■ **DATA TO PROCESS**
//! Immutable topology snapshot.
//!
//! [`TopologySnapshot`] wraps a `petgraph::Graph` (undirected) with an
//! endpoint → `NodeIndex` map, built once per retrace from raw
//! [`TopologyRecords`]. Every query the tracer issues mid-walk — attached
//! cable, paired rear port, fan-out front ports — is an in-memory lookup, so
//! a trace never touches the backing store.
//!
//! Building the snapshot enforces the class invariants the tracer assumes:
//! at most one cable per endpoint, exactly one rear port per front port, and
//! unique positions per rear port. A record set violating any of these is
//! rejected with a [`TopologyError`] rather than silently producing an
//! untraceable graph.

use petgraph::graph::{NodeIndex, UnGraph};
use petgraph::visit::EdgeRef;
use std::collections::{HashMap, HashSet};

use crate::error::{TopologyError, TraceError};
use crate::topology::models::{
    CableStatus, Endpoint, EndpointKind, TerminationRole, TopologyRecords,
};

/// The slice of cable state the tracer needs at each hop.
#[derive(Debug, Clone, Copy, PartialEq, Eq)]
pub struct CableRun {
    pub id: u64,
    pub status: CableStatus,
}

/// Edge payload: either a cable or a front-to-rear panel mapping.
#[derive(Debug, Clone, Copy)]
enum Link {
    Cable(CableRun),
    Panel { position: u32 },
}

/// Immutable, validated view of the topology for one retrace operation.
#[derive(Debug, Clone)]
pub struct TopologySnapshot {
    graph: UnGraph<Endpoint, Link>,
    index: HashMap<Endpoint, NodeIndex>,
}

impl TopologySnapshot {
    /// Build a snapshot from raw records, validating class invariants.
    pub fn from_records(records: &TopologyRecords) -> Result<Self, TopologyError> {
        let mut graph = UnGraph::with_capacity(
            records.endpoints.len(),
            records.cables.len() + records.pass_throughs.len(),
        );
        let mut index = HashMap::with_capacity(records.endpoints.len());

        for &endpoint in &records.endpoints {
            index
                .entry(endpoint)
                .or_insert_with(|| graph.add_node(endpoint));
        }

        let resolve = |index: &HashMap<Endpoint, NodeIndex>, e: Endpoint| {
            index
                .get(&e)
                .copied()
                .ok_or(TopologyError::UnknownEndpoint(e))
        };

        let mut mapped_fronts: HashSet<Endpoint> = HashSet::new();
        let mut taken_positions: HashSet<(Endpoint, u32)> = HashSet::new();
        for pair in &records.pass_throughs {
            if pair.front.kind != EndpointKind::FrontPort {
                return Err(TopologyError::NotAFrontPort(pair.front));
            }
            if pair.rear.kind != EndpointKind::RearPort {
                return Err(TopologyError::NotARearPort(pair.rear));
            }
            let front = resolve(&index, pair.front)?;
            let rear = resolve(&index, pair.rear)?;
            if !mapped_fronts.insert(pair.front) {
                return Err(TopologyError::FrontRemapped(pair.front));
            }
            if !taken_positions.insert((pair.rear, pair.position)) {
                return Err(TopologyError::PositionTaken {
                    rear: pair.rear,
                    position: pair.position,
                });
            }
            graph.add_edge(
                front,
                rear,
                Link::Panel {
                    position: pair.position,
                },
            );
        }

        let mut occupied: HashMap<Endpoint, u64> = HashMap::new();
        for cable in &records.cables {
            if cable.a == cable.b {
                return Err(TopologyError::SelfConnected(cable.id));
            }
            let a = resolve(&index, cable.a)?;
            let b = resolve(&index, cable.b)?;
            for endpoint in cable.endpoints() {
                if let Some(&existing) = occupied.get(&endpoint) {
                    return Err(TopologyError::EndpointOccupied {
                        endpoint,
                        cable: existing,
                    });
                }
                occupied.insert(endpoint, cable.id);
            }
            graph.add_edge(
                a,
                b,
                Link::Cable(CableRun {
                    id: cable.id,
                    status: cable.status,
                }),
            );
        }

        Ok(Self { graph, index })
    }

    // ========================================================================
    // Endpoint registry
    // ========================================================================

    pub fn contains(&self, endpoint: Endpoint) -> bool {
        self.index.contains_key(&endpoint)
    }

    /// Resolve a `(kind, id)` pair to a registered endpoint.
    pub fn resolve(&self, kind: EndpointKind, id: u64) -> Result<Endpoint, TraceError> {
        let endpoint = Endpoint::new(kind, id);
        if self.contains(endpoint) {
            Ok(endpoint)
        } else {
            Err(TraceError::UnknownEndpoint(endpoint))
        }
    }

    /// Role of a registered endpoint; `UnknownEndpoint` if it is not registered.
    pub fn role_of(&self, endpoint: Endpoint) -> Result<TerminationRole, TraceError> {
        if self.contains(endpoint) {
            Ok(endpoint.role())
        } else {
            Err(TraceError::UnknownEndpoint(endpoint))
        }
    }

    // ========================================================================
    // Cable graph
    // ========================================================================

    /// The cable attached to an endpoint and the endpoint at its far side.
    ///
    /// `None` if the endpoint is unterminated. At most one cable can be
    /// attached (build-time invariant).
    pub fn cable_at(&self, endpoint: Endpoint) -> Option<(CableRun, Endpoint)> {
        let idx = *self.index.get(&endpoint)?;
        self.graph.edges(idx).find_map(|edge| match *edge.weight() {
            Link::Cable(run) => {
                let far = if edge.source() == idx {
                    edge.target()
                } else {
                    edge.source()
                };
                Some((run, self.graph[far]))
            }
            Link::Panel { .. } => None,
        })
    }

    // ========================================================================
    // Pass-through map
    // ========================================================================

    /// The rear port a front port maps to, with its position.
    pub fn rear_of(&self, front: Endpoint) -> Option<(Endpoint, u32)> {
        let idx = *self.index.get(&front)?;
        self.graph.edges(idx).find_map(|edge| match *edge.weight() {
            Link::Panel { position } => {
                let far = if edge.source() == idx {
                    edge.target()
                } else {
                    edge.source()
                };
                Some((self.graph[far], position))
            }
            Link::Cable(_) => None,
        })
    }

    /// All front ports mapped to a rear port, ascending by position.
    ///
    /// The ordering is a contract: fan-out branches are produced in this
    /// order, so it must be stable across retraces.
    pub fn fronts_of(&self, rear: Endpoint) -> Vec<(u32, Endpoint)> {
        let Some(&idx) = self.index.get(&rear) else {
            return Vec::new();
        };
        let mut fronts: Vec<(u32, Endpoint)> = self
            .graph
            .edges(idx)
            .filter_map(|edge| match *edge.weight() {
                Link::Panel { position } => {
                    let far = if edge.source() == idx {
                        edge.target()
                    } else {
                        edge.source()
                    };
                    Some((position, self.graph[far]))
                }
                Link::Cable(_) => None,
            })
            .collect();
        fronts.sort_unstable();
        fronts
    }

    // ========================================================================
    // Origin enumeration / stats
    // ========================================================================

    /// Terminal endpoints that currently have a cable attached, sorted.
    ///
    /// These are the origins a bulk retrace walks from. An optional kind
    /// filter narrows the sweep (e.g. interfaces only).
    pub fn cabled_origins(&self, kinds: Option<&[EndpointKind]>) -> Vec<Endpoint> {
        let mut origins: Vec<Endpoint> = self
            .index
            .iter()
            .filter(|(endpoint, _)| endpoint.role() == TerminationRole::Terminal)
            .filter(|(endpoint, _)| kinds.map_or(true, |ks| ks.contains(&endpoint.kind)))
            .filter(|(endpoint, _)| self.cable_at(**endpoint).is_some())
            .map(|(endpoint, _)| *endpoint)
            .collect();
        origins.sort_unstable();
        origins
    }

    pub fn endpoint_count(&self) -> usize {
        self.graph.node_count()
    }

    pub fn cable_count(&self) -> usize {
        self.graph
            .edge_weights()
            .filter(|w| matches!(w, Link::Cable(_)))
            .count()
    }

    pub fn pass_through_count(&self) -> usize {
        self.graph
            .edge_weights()
            .filter(|w| matches!(w, Link::Panel { .. }))
            .count()
    }
}

// ============================================================================
// Tests
// ============================================================================
//! Path tracing: the walk algorithm and its result types.
//!
//! ## Modules
//!
//! - [`models`] — `TraceConfig`, `PathNode`, `Branch`, `TracedPath`
//! - [`tracer`] — `Tracer`, the pure walk over a topology snapshot

pub mod models;
pub mod tracer;

pub use models::{
    Branch, BranchOutcome, PathNode, TraceConfig, TraceMode, TracedPath, DEFAULT_MAX_DEPTH,
};
pub use tracer::Tracer;
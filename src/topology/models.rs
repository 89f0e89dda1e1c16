//! Topology data models.
//!
//! Defines the raw record types handed over by the CRUD layer:
//!
//! - [`EndpointKind`] / [`Endpoint`] — stable identity for any terminable object
//! - [`TerminationRole`] — whether an endpoint kind terminates a path or passes it through
//! - [`CableStatus`] / [`Cable`] — a two-ended connection with a lifecycle status
//! - [`PassThroughPair`] — front-to-rear patch panel mapping with a 1-based position
//! - [`TopologyRecords`] — the complete record set a snapshot is built from
//!
//! Endpoints serialize as `"kind:id"` strings (e.g. `interface:17`) so
//! topology files stay compact and cable/pair records stay readable.

use serde::{Deserialize, Serialize};
use std::fmt;
use std::str::FromStr;
use thiserror::Error;

// ============================================================================
// Endpoint identity
// ============================================================================

/// The closed set of terminable object kinds.
///
/// Terminal kinds end a path; front and rear ports pass the signal through a
/// patch panel. The ordering of the variants is the deterministic tie-break
/// order used when origins are processed in bulk.
#[derive(
    Debug, Clone, Copy, PartialEq, Eq, PartialOrd, Ord, Hash, Serialize, Deserialize,
)]
#[serde(rename_all = "kebab-case")]
pub enum EndpointKind {
    Interface,
    ConsolePort,
    ConsoleServerPort,
    PowerPort,
    PowerOutlet,
    CircuitTermination,
    FrontPort,
    RearPort,
}

/// Whether an endpoint kind is a true path destination or must be traversed.
#[derive(Debug, Clone, Copy, PartialEq, Eq, Hash)]
pub enum TerminationRole {
    Terminal,
    PassThrough,
}

impl EndpointKind {
    /// All kinds, in tie-break order.
    pub const ALL: [EndpointKind; 8] = [
        EndpointKind::Interface,
        EndpointKind::ConsolePort,
        EndpointKind::ConsoleServerPort,
        EndpointKind::PowerPort,
        EndpointKind::PowerOutlet,
        EndpointKind::CircuitTermination,
        EndpointKind::FrontPort,
        EndpointKind::RearPort,
    ];

    pub fn role(self) -> TerminationRole {
        match self {
            EndpointKind::FrontPort | EndpointKind::RearPort => TerminationRole::PassThrough,
            _ => TerminationRole::Terminal,
        }
    }

    pub fn as_str(self) -> &'static str {
        match self {
            EndpointKind::Interface => "interface",
            EndpointKind::ConsolePort => "console-port",
            EndpointKind::ConsoleServerPort => "console-server-port",
            EndpointKind::PowerPort => "power-port",
            EndpointKind::PowerOutlet => "power-outlet",
            EndpointKind::CircuitTermination => "circuit-termination",
            EndpointKind::FrontPort => "front-port",
            EndpointKind::RearPort => "rear-port",
        }
    }
}

impl fmt::Display for EndpointKind {
    fn fmt(&self, f: &mut fmt::Formatter<'_>) -> fmt::Result {
        f.write_str(self.as_str())
    }
}

impl FromStr for EndpointKind {
    type Err = ParseEndpointError;

    fn from_str(s: &str) -> Result<Self, Self::Err> {
        EndpointKind::ALL
            .into_iter()
            .find(|k| k.as_str() == s)
            .ok_or_else(|| ParseEndpointError::Kind(s.to_string()))
    }
}

/// Stable reference to a terminable object: `(kind, id)`.
///
/// Identity is immutable; endpoints are created and destroyed by the owning
/// CRUD layer, never by the tracer. `Ord` (kind order, then id) gives stable
/// output ordering across retraces.
#[derive(
    Debug, Clone, Copy, PartialEq, Eq, PartialOrd, Ord, Hash, Serialize, Deserialize,
)]
#[serde(into = "String", try_from = "String")]
pub struct Endpoint {
    pub kind: EndpointKind,
    pub id: u64,
}

impl Endpoint {
    pub fn new(kind: EndpointKind, id: u64) -> Self {
        Self { kind, id }
    }

    pub fn role(self) -> TerminationRole {
        self.kind.role()
    }

    pub fn is_pass_through(self) -> bool {
        self.role() == TerminationRole::PassThrough
    }
}

impl fmt::Display for Endpoint {
    fn fmt(&self, f: &mut fmt::Formatter<'_>) -> fmt::Result {
        write!(f, "{}:{}", self.kind, self.id)
    }
}

/// Failure parsing a `"kind:id"` endpoint string.
#[derive(Debug, Clone, PartialEq, Eq, Error)]
pub enum ParseEndpointError {
    #[error("expected `kind:id`, got {0:?}")]
    Format(String),
    #[error("unknown endpoint kind {0:?}")]
    Kind(String),
    #[error("invalid endpoint id {0:?}")]
    Id(String),
}

impl FromStr for Endpoint {
    type Err = ParseEndpointError;

    fn from_str(s: &str) -> Result<Self, Self::Err> {
        let (kind, id) = s
            .split_once(':')
            .ok_or_else(|| ParseEndpointError::Format(s.to_string()))?;
        let kind = kind.parse()?;
        let id = id
            .parse()
            .map_err(|_| ParseEndpointError::Id(id.to_string()))?;
        Ok(Endpoint::new(kind, id))
    }
}

impl From<Endpoint> for String {
    fn from(e: Endpoint) -> String {
        e.to_string()
    }
}

impl TryFrom<String> for Endpoint {
    type Error = ParseEndpointError;

    fn try_from(s: String) -> Result<Self, Self::Error> {
        s.parse()
    }
}

// ============================================================================
// Cables
// ============================================================================

/// Lifecycle status of a cable.
///
/// Only `Connected` cables propagate signal in active-path mode; in the
/// default physical-path mode every status is traversable but a branch
/// crossing a non-connected cable is marked inactive.
#[derive(
    Debug, Clone, Copy, Default, PartialEq, Eq, Hash, Serialize, Deserialize,
)]
#[serde(rename_all = "lowercase")]
pub enum CableStatus {
    #[default]
    Connected,
    Planned,
    Decommissioning,
}

impl CableStatus {
    pub fn is_connected(self) -> bool {
        self == CableStatus::Connected
    }
}

impl fmt::Display for CableStatus {
    fn fmt(&self, f: &mut fmt::Formatter<'_>) -> fmt::Result {
        let s = match self {
            CableStatus::Connected => "connected",
            CableStatus::Planned => "planned",
            CableStatus::Decommissioning => "decommissioning",
        };
        f.write_str(s)
    }
}

/// A cable connecting exactly two endpoints, undirected for traversal.
#[derive(Debug, Clone, PartialEq, Eq, Serialize, Deserialize)]
pub struct Cable {
    pub id: u64,
    pub a: Endpoint,
    pub b: Endpoint,
    #[serde(default)]
    pub status: CableStatus,
    #[serde(default, skip_serializing_if = "Option::is_none")]
    pub label: Option<String>,
}

impl Cable {
    pub fn endpoints(&self) -> [Endpoint; 2] {
        [self.a, self.b]
    }
}

// ============================================================================
// Pass-throughs
// ============================================================================

/// Front-to-rear patch panel mapping.
///
/// A front port maps to exactly one rear port at a 1-based `position`; a rear
/// port may host many front ports (fan-out), one per position.
#[derive(Debug, Clone, Copy, PartialEq, Eq, Serialize, Deserialize)]
pub struct PassThroughPair {
    pub front: Endpoint,
    pub rear: Endpoint,
    pub position: u32,
}

// ============================================================================
// Record set
// ============================================================================

/// The complete raw record set a [`TopologySnapshot`] is built from.
///
/// This is the hand-off format from the CRUD layer (or a topology file):
/// every endpoint referenced by a cable or pass-through pair must also be
/// declared in `endpoints`.
///
/// [`TopologySnapshot`]: crate::topology::snapshot::TopologySnapshot
#[derive(Debug, Clone, Default, PartialEq, Serialize, Deserialize)]
pub struct TopologyRecords {
    #[serde(default)]
    pub endpoints: Vec<Endpoint>,
    #[serde(default)]
    pub cables: Vec<Cable>,
    #[serde(default)]
    pub pass_throughs: Vec<PassThroughPair>,
}

// ============================================================================
// Tests
// ============================================================================
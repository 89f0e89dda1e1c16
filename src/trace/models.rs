//! Traced path data models.
//!
//! ## Configuration
//! - [`TraceMode`] / [`TraceConfig`] — physical vs active propagation, depth ceiling
//!
//! ## Results
//! - [`PathNode`] — one step: an endpoint plus the cable used to reach the next node
//! - [`BranchOutcome`] — how a branch ended (reached, dangling, loop, depth)
//! - [`Branch`] — one ordered node sequence from origin to a branch end
//! - [`TracedPath`] — the full result of tracing one origin
//!
//! All result types derive `Eq`: tracing the same static topology twice must
//! yield structurally identical paths, and tests assert exactly that.

use serde::{Deserialize, Serialize};
use std::collections::BTreeSet;
use std::str::FromStr;

use crate::topology::models::Endpoint;

// ============================================================================
// Configuration
// ============================================================================

/// Default ceiling on hops (cable hops plus panel jumps) per branch.
pub const DEFAULT_MAX_DEPTH: usize = 100;

/// How cable status affects propagation.
#[derive(Debug, Clone, Copy, Default, PartialEq, Eq, Serialize, Deserialize)]
#[serde(rename_all = "lowercase")]
pub enum TraceMode {
    /// Traverse every cable regardless of status; a branch crossing a
    /// non-connected cable is marked inactive. Shows the physical path.
    #[default]
    Physical,
    /// Only connected cables propagate; a branch stops in front of a
    /// planned or decommissioning cable. Shows the active path.
    Active,
}

impl FromStr for TraceMode {
    type Err = String;

    fn from_str(s: &str) -> Result<Self, Self::Err> {
        match s {
            "physical" => Ok(TraceMode::Physical),
            "active" => Ok(TraceMode::Active),
            other => Err(format!(
                "unknown trace mode {other:?} (expected \"physical\" or \"active\")"
            )),
        }
    }
}

/// Tuning parameters for the path tracer.
#[derive(Debug, Clone, PartialEq, Eq, Serialize, Deserialize)]
pub struct TraceConfig {
    /// Maximum hops per branch before the trace is cut off.
    pub max_depth: usize,
    /// Physical-path or active-path propagation.
    pub mode: TraceMode,
}

impl Default for TraceConfig {
    fn default() -> Self {
        Self {
            max_depth: DEFAULT_MAX_DEPTH,
            mode: TraceMode::default(),
        }
    }
}

// ============================================================================
// Path structure
// ============================================================================

/// One step in a traced path.
///
/// `cable` is the cable used to reach the *next* node; `None` for
/// pass-through jumps inside a patch panel and for the last node of a branch.
#[derive(Debug, Clone, Copy, PartialEq, Eq, Serialize, Deserialize)]
pub struct PathNode {
    pub endpoint: Endpoint,
    #[serde(default, skip_serializing_if = "Option::is_none")]
    pub cable: Option<u64>,
}

impl PathNode {
    /// A node leaving over a cable.
    pub fn via(endpoint: Endpoint, cable: u64) -> Self {
        Self {
            endpoint,
            cable: Some(cable),
        }
    }

    /// A node with no outgoing cable: a pass-through jump or a branch end.
    pub fn end(endpoint: Endpoint) -> Self {
        Self {
            endpoint,
            cable: None,
        }
    }
}

/// How a branch terminated.
#[derive(Debug, Clone, Copy, PartialEq, Eq, Serialize, Deserialize)]
#[serde(rename_all = "snake_case")]
pub enum BranchOutcome {
    /// Ended at a terminal endpoint.
    Reached { destination: Endpoint },
    /// Ended at an endpoint with no outgoing cable (or, in active mode, in
    /// front of a non-connected cable).
    Dangling,
    /// Aborted: the next endpoint was already part of this branch.
    LoopDetected { at: Endpoint },
    /// Aborted: the depth ceiling was hit.
    DepthExceeded,
}

/// One ordered node sequence produced by a trace.
#[derive(Debug, Clone, PartialEq, Eq, Serialize, Deserialize)]
pub struct Branch {
    pub nodes: Vec<PathNode>,
    pub outcome: BranchOutcome,
    /// True iff the branch reached a destination over connected cables only.
    pub is_active: bool,
}

impl Branch {
    pub fn new(nodes: Vec<PathNode>, outcome: BranchOutcome, is_active: bool) -> Self {
        Self {
            nodes,
            outcome,
            is_active,
        }
    }

    pub fn destination(&self) -> Option<Endpoint> {
        match self.outcome {
            BranchOutcome::Reached { destination } => Some(destination),
            _ => None,
        }
    }

    pub fn is_complete(&self) -> bool {
        self.destination().is_some()
    }
}

/// The cached result of tracing from one origin endpoint.
#[derive(Debug, Clone, PartialEq, Eq, Serialize, Deserialize)]
pub struct TracedPath {
    pub origin: Endpoint,
    /// Branches in fan-out position order; a single branch when no fan-out
    /// occurred, and a single zero-cable branch when the origin is dangling.
    pub branches: Vec<Branch>,
    /// True iff tracing produced more than one branch.
    pub is_split: bool,
    /// True iff every branch reached a destination over connected cables.
    pub is_active: bool,
}

impl TracedPath {
    /// Destinations in branch order, deduplicated.
    pub fn destinations(&self) -> Vec<Endpoint> {
        let mut seen = BTreeSet::new();
        self.branches
            .iter()
            .filter_map(Branch::destination)
            .filter(|d| seen.insert(*d))
            .collect()
    }

    /// Every endpoint appearing in any branch, origin included.
    ///
    /// This is the key set under which the path is indexed in the cache, so
    /// a lookup from any node of the path resolves to it.
    pub fn members(&self) -> BTreeSet<Endpoint> {
        self.branches
            .iter()
            .flat_map(|b| b.nodes.iter().map(|n| n.endpoint))
            .collect()
    }

    pub fn is_complete(&self) -> bool {
        !self.branches.is_empty() && self.branches.iter().all(Branch::is_complete)
    }

    pub fn has_loop(&self) -> bool {
        self.loop_at().is_some()
    }

    /// The first endpoint a wiring loop closed on, if any branch looped.
    pub fn loop_at(&self) -> Option<Endpoint> {
        self.branches.iter().find_map(|b| match b.outcome {
            BranchOutcome::LoopDetected { at } => Some(at),
            _ => None,
        })
    }

    pub fn exceeded_depth(&self) -> bool {
        self.branches
            .iter()
            .any(|b| b.outcome == BranchOutcome::DepthExceeded)
    }
}

// ============================================================================
// Tests
// ============================================================================
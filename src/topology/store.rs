//! Topology store seam.
//!
//! [`TopologyStore`] is the narrow interface to whatever owns the raw cable
//! and pass-through records — in production the CRUD layer, in tests an
//! in-memory mock, and for the CLI a YAML/JSON file. The engine pulls the
//! complete record set once per retrace and never queries mid-trace.

use anyhow::{Context, Result};
use async_trait::async_trait;
use std::path::{Path, PathBuf};

use crate::topology::models::TopologyRecords;

/// Abstract source of raw topology records.
///
/// Consumers hold `Arc<dyn TopologyStore>` so the backing source can be
/// swapped without touching the engine.
#[async_trait]
pub trait TopologyStore: Send + Sync {
    /// Load the complete record set a snapshot is built from.
    async fn load_records(&self) -> Result<TopologyRecords>;
}

/// File-backed store: reads a YAML (or, by extension, JSON) topology file.
///
/// The file is re-read on every load, so rewriting it between retraces is the
/// file-world equivalent of a CRUD mutation.
pub struct FileTopologyStore {
    path: PathBuf,
}

impl FileTopologyStore {
    pub fn new(path: impl Into<PathBuf>) -> Self {
        Self { path: path.into() }
    }

    pub fn path(&self) -> &Path {
        &self.path
    }
}

#[async_trait]
impl TopologyStore for FileTopologyStore {
    async fn load_records(&self) -> Result<TopologyRecords> {
        let raw = tokio::fs::read_to_string(&self.path)
            .await
            .with_context(|| format!("reading topology file {}", self.path.display()))?;

        let is_json = self
            .path
            .extension()
            .is_some_and(|ext| ext.eq_ignore_ascii_case("json"));
        let records: TopologyRecords = if is_json {
            serde_json::from_str(&raw)
                .with_context(|| format!("parsing {} as JSON", self.path.display()))?
        } else {
            serde_yaml::from_str(&raw)
                .with_context(|| format!("parsing {} as YAML", self.path.display()))?
        };

        tracing::debug!(
            path = %self.path.display(),
            endpoints = records.endpoints.len(),
            cables = records.cables.len(),
            pass_throughs = records.pass_throughs.len(),
            "Loaded topology records"
        );
        Ok(records)
    }
}

// ============================================================================
// Tests
// ============================================================================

■ **EXERCISE INSTRUCTIONS**
Out of the records above, pull each line containing the word "Aborted".

■ **REPLY**
    /// Aborted: the next endpoint was already part of this branch.
    /// Aborted: the depth ceiling was hit.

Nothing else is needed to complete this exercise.